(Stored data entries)
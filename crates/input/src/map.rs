//! Key mapping from terminal events to game actions.

use crate::types::GameAction;
use crossterm::event::{KeyCode, KeyEvent, KeyEventKind, KeyModifiers};

/// What a key press asks the driver to do.
#[derive(Debug, Clone, Copy, PartialEq, Eq)]
pub enum KeyCommand {
    Game(GameAction),
    Quit,
}

/// Map a key event. Releases are ignored.
pub fn map_key(key: KeyEvent) -> Option<KeyCommand> {
    if key.kind == KeyEventKind::Release {
        return None;
    }
    if key.code == KeyCode::Char('c') && key.modifiers.contains(KeyModifiers::CONTROL) {
        return Some(KeyCommand::Quit);
    }

    let action = match key.code {
        KeyCode::Left => GameAction::MoveLeft,
        KeyCode::Right => GameAction::MoveRight,
        KeyCode::Down => GameAction::SoftDrop,
        KeyCode::Up => GameAction::Rotate,
        KeyCode::Char(' ') => GameAction::HardDrop,
        KeyCode::Char(c) => match c.to_ascii_lowercase() {
            'h' | 'a' => GameAction::MoveLeft,
            'l' | 'd' => GameAction::MoveRight,
            'j' | 's' => GameAction::SoftDrop,
            'k' | 'w' | 'x' => GameAction::Rotate,
            'c' => GameAction::Hold,
            'p' => GameAction::Pause,
            'r' => GameAction::Restart,
            'q' => return Some(KeyCommand::Quit),
            _ => return None,
        },
        KeyCode::Esc => return Some(KeyCommand::Quit),
        _ => return None,
    };
    Some(KeyCommand::Game(action))
}

/// Map keyboard input to a game action.
pub fn handle_key_event(key: KeyEvent) -> Option<GameAction> {
    match map_key(key)? {
        KeyCommand::Game(action) => Some(action),
        KeyCommand::Quit => None,
    }
}

/// Check if key should quit the game.
pub fn should_quit(key: KeyEvent) -> bool {
    map_key(key) == Some(KeyCommand::Quit)
}
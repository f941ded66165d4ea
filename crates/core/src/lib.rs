//! Core game logic - pure, deterministic, and testable
//!
//! This crate holds every gameplay rule of a falling-block puzzle match. It
//! has **no dependencies** on terminals, rendering or I/O:
//!
//! - **Deterministic**: time and randomness are injected, so a seed and a
//!   tick sequence replay the same match
//! - **Testable**: every rule is reachable through plain method calls
//! - **Allocation-free hot paths**: ticks, moves, locks and snapshots use
//!   fixed-size storage only
//!
//! # Module Structure
//!
//! - [`board`]: 10x20 playfield with collision checks and row shifting
//! - [`pieces`]: 4x4 shape masks and clockwise rotation with wall kicks
//! - [`active`]: the falling piece and its movement rules
//! - [`line_clear`]: row detection and the clear animation phases
//! - [`progression`]: score, lines, level goals and gravity speed
//! - [`rng`]: seeded piece suppliers (7-bag, history, fixed sequence)
//! - [`session`]: one match, tying everything together
//! - [`events`], [`snapshot`]: what callers observe
//! - [`clock`], [`config`]: injected time and validated settings
//!
//! # Game Rules
//!
//! - **Rotation**: clockwise only; kicks are tried in the fixed order
//!   `(+1,0) (-1,0) (0,-1) (+2,0) (-2,0)`
//! - **Lock**: a piece whose gravity step fails gets one tick of grace
//! - **Line clears**: `100/300/500/800 x level`, then a frame-counted
//!   Highlight / Dissolve / Collapse sequence that freezes play
//! - **Levels**: 1 to 20; each level-up raises the goal by `10 x new level`
//! - **Hold**: one swap per spawned piece
//!
//! # Example
//!
//! ```
//! use blockfall_core::{GameConfig, GameSession, SequenceSupplier};
//! use blockfall_core::types::{Direction, PieceKind};
//!
//! let mut game = GameSession::new(GameConfig::default(), SequenceSupplier::repeat(PieceKind::O))?;
//! game.start();
//!
//! assert!(game.attempt_move(Direction::Left));
//! assert!(game.attempt_move(Direction::Drop));
//!
//! assert_eq!(game.board().get(3, 19), Some(Some(PieceKind::O)));
//! assert_eq!(game.score_state().score, 0);
//! # Ok::<(), blockfall_core::ConfigError>(())
//! ```
//!
//! # Timing
//!
//! Call [`GameSession::tick`] once per frame (about every 16ms) with the
//! current time in milliseconds, or [`GameSession::tick_with`] and a
//! [`Clock`]. Gravity follows the level's drop interval (1000ms at level 1
//! down to 65ms at level 20); clear phases advance one frame per tick.

pub mod active;
pub mod board;
pub mod clock;
pub mod config;
pub mod events;
pub mod line_clear;
pub mod pieces;
pub mod progression;
pub mod rng;
pub mod session;
pub mod snapshot;

pub use blockfall_types as types;

pub use active::{ActivePiece, PiecePhase};
pub use board::Board;
pub use clock::{Clock, ManualClock, MonotonicClock};
pub use config::{ConfigError, GameConfig};
pub use events::{EventSink, GameEvent};
pub use line_clear::{ClearPhase, LineClearEngine, PendingRows};
pub use pieces::{shape, try_rotate, ShapeMask};
pub use progression::{Progression, ScoreState};
pub use rng::{BagSupplier, HistorySupplier, PieceSupplier, SequenceSupplier, SimpleRng};
pub use session::{GameOverSignal, GameSession, LockOutcome, SpawnOutcome, TickReport};
pub use snapshot::{ActiveSnapshot, GameSnapshot, GridSnapshot};
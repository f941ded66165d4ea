//! Command-line options for the terminal runner.

use anyhow::{anyhow, Result};

use blockfall::core::config::GameConfig;
use blockfall::core::{BagSupplier, HistorySupplier, PieceSupplier};

#[derive(Debug, Clone, Copy, PartialEq, Eq)]
pub enum SupplierKind {
    Bag,
    History,
}

impl SupplierKind {
    fn parse(value: &str) -> Result<Self> {
        match value {
            "bag" => Ok(SupplierKind::Bag),
            "history" => Ok(SupplierKind::History),
            other => Err(anyhow!("invalid --supplier value: {} (expected bag|history)", other)),
        }
    }

    pub fn build(self, seed: u32) -> Box<dyn PieceSupplier> {
        match self {
            SupplierKind::Bag => Box::new(BagSupplier::new(seed)),
            SupplierKind::History => Box::new(HistorySupplier::new(seed)),
        }
    }
}

#[derive(Debug, Clone, Copy, PartialEq, Eq)]
pub struct RunOptions {
    pub level: u32,
    pub seed: u32,
    pub supplier: SupplierKind,
}

impl Default for RunOptions {
    fn default() -> Self {
        Self {
            level: GameConfig::default().start_level,
            seed: 1,
            supplier: SupplierKind::Bag,
        }
    }
}

impl RunOptions {
    pub fn config(&self) -> GameConfig {
        GameConfig::default().with_start_level(self.level)
    }
}

/// Parse `--level N`, `--seed N` and `--supplier bag|history`.
pub fn parse_args(args: &[String]) -> Result<RunOptions> {
    let mut options = RunOptions::default();
    let mut i = 0usize;
    while i < args.len() {
        let flag = args[i].as_str();
        match flag {
            "--level" | "--seed" | "--supplier" => {
                i += 1;
                let v = args
                    .get(i)
                    .ok_or_else(|| anyhow!("missing value for {}", flag))?;
                match flag {
                    "--level" => {
                        options.level = v
                            .parse::<u32>()
                            .map_err(|_| anyhow!("invalid --level value: {}", v))?;
                    }
                    "--seed" => {
                        options.seed = v
                            .parse::<u32>()
                            .map_err(|_| anyhow!("invalid --seed value: {}", v))?;
                    }
                    _ => options.supplier = SupplierKind::parse(v)?,
                }
            }
            other => return Err(anyhow!("unknown argument: {}", other)),
        }
        i += 1;
    }
    Ok(options)
}
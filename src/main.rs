//! Terminal blockfall runner (default binary).
//!
//! Drives a [`GameSession`] from crossterm key events and a monotonic clock,
//! drawing a plain-text view every frame.
//!
//! ```text
//! blockfall [--level N] [--seed N] [--supplier bag|history]
//! ```

mod cli;
mod terminal;
mod view;

use std::time::{Duration, Instant};

use anyhow::Result;
use crossterm::event::{self, Event};

use blockfall::core::{GameSession, GameSnapshot, MonotonicClock, PieceSupplier};
use blockfall::input::{map_key, KeyCommand};
use blockfall::types::TICK_MS;

use crate::terminal::Terminal;

fn main() -> Result<()> {
    let args: Vec<String> = std::env::args().skip(1).collect();
    let options = cli::parse_args(&args)?;
    let mut game = GameSession::new(options.config(), options.supplier.build(options.seed))?;

    let mut term = Terminal::new();
    term.enter()?;

    let result = run(&mut term, &mut game);

    // Always try to restore terminal state.
    let _ = term.exit();
    result
}

fn run(term: &mut Terminal, game: &mut GameSession<Box<dyn PieceSupplier>>) -> Result<()> {
    game.start();

    let clock = MonotonicClock::new();
    let tick_duration = Duration::from_millis(u64::from(TICK_MS));
    let mut last_tick = Instant::now();
    let mut snapshot = GameSnapshot::default();
    let mut lines = Vec::with_capacity(32);

    loop {
        game.snapshot_into(&mut snapshot);
        view::render_lines(&snapshot, &mut lines);
        term.draw(&lines)?;

        // Input with timeout until next tick.
        let timeout = tick_duration.saturating_sub(last_tick.elapsed());
        if event::poll(timeout)? {
            if let Event::Key(key) = event::read()? {
                match map_key(key) {
                    Some(KeyCommand::Quit) => return Ok(()),
                    Some(KeyCommand::Game(action)) => {
                        game.apply_action(action);
                    }
                    None => {}
                }
            }
        }

        if last_tick.elapsed() >= tick_duration {
            last_tick = Instant::now();
            game.tick_with(&clock);
            // No audio sink in the terminal runner.
            game.drain_events().for_each(drop);
        }
    }
}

- [Problem requirements] Where the line with "pub fn map_key(key: KeyEvent)" ends, your copy should end too; please return exactly the lines from the first line of the data through it.

- [Exercise result]
filename crates/input/src/map.rs
//! Key mapping from terminal events to game actions.

use crate::types::GameAction;
use crossterm::event::{KeyCode, KeyEvent, KeyEventKind, KeyModifiers};

/// What a key press asks the driver to do.
#[derive(Debug, Clone, Copy, PartialEq, Eq)]
pub enum KeyCommand {
    Game(GameAction),
    Quit,
}

/// Map a key event. Releases are ignored.
pub fn map_key(key: KeyEvent) -> Option<KeyCommand> {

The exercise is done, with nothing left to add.